An international team led by investigators in France describes a form of inborn error of innate immunity that could be reversed with antibodies targeting an immuno-stimulant produced by staph bacteria. The researchers did exome and targeted sequencing on a staph infection-prone child from a consanguineous family, narrowing in a mutation in TIRAP — a gene coding for a toll-like receptor (TLR) gene adaptor. They found the same TIRAP glitch in seven more members of the child's family and subsequently demonstrated that the mutation dialed down immune responses to TLRs. That problem was particularly pronounced in the original child, whose blood cells failed to react to TLRs tasked with recognizing staphylococcal lipoteichoic acid, the authors note, but could be largely reversed with a monoclonal antibody targeting lipoteichoic acid.

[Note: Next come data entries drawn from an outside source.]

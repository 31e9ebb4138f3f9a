//! Shared primitives: workspace discovery, configuration, the subprocess
//! broker, bounded parallelism and terminal output.

pub mod assets;
pub mod config;
pub mod error;
pub mod external_action;
pub mod logging;
pub mod output;
pub mod parallel;
pub mod scaffold;
pub mod time;
pub mod tui;
pub mod workspace;
//! Diagnostic logging on stderr via `tracing`.
//!
//! `AGENT_OS_LOG` takes an `EnvFilter` directive (e.g. `agentos=debug`);
//! without it the level is `warn`, or `debug` with `--verbose`.

use tracing_subscriber::{EnvFilter, layer::SubscriberExt, util::SubscriberInitExt};

pub const LOG_ENV: &str = "AGENT_OS_LOG";

pub fn init(verbose: bool) {
    let filter = EnvFilter::try_from_env(LOG_ENV).unwrap_or_else(|_| {
        EnvFilter::new(if verbose { "debug" } else { "warn" })
    });

    let _ = tracing_subscriber::registry()
        .with(filter)
        .with(
            tracing_subscriber::fmt::layer()
                .with_writer(std::io::stderr)
                .with_target(false),
        )
        .try_init();
}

Researchers from Washington University and St. Jude Children's Research Hospital present evidence for enhanced CpG island hypermethylation as DNMT3A-mutated acute myeloid leukemia (AML) progresses. The team used whole-genome bisulfite sequencing to profile methylation in leukemic and non-leukemic cells from AML patients with or without a DNMT3A mutation that's typically linked to lower-than-usual methylation. The investigators saw signs that AML progression prompts a shift in DNMT3A activity, moving from diminished methylation in early stages of DNMT3A-mutated AML to a DNMT3A-dependent rise in methylation
A team from the UK explores the transcriptional consequences of ultraviolet irradiation exposure in human cells. Using a sequencing strategy designed to detect newly made RNA transcripts, radiolabeling, and other profiling approaches, the researchers saw sluggish transcript elongation, changes in gene activity, and a dip in long messenger RNA isoform production following UV exposure. In particular, irradiation prompted production of a regulatory, non-coding isoform from ASCC3, a gene that codes for a protein related to DNA damage response pathway. And, they note, that non-coding RNA was linked to transcriptional activity that was at odds with that associated with the ASCC3 protein itself.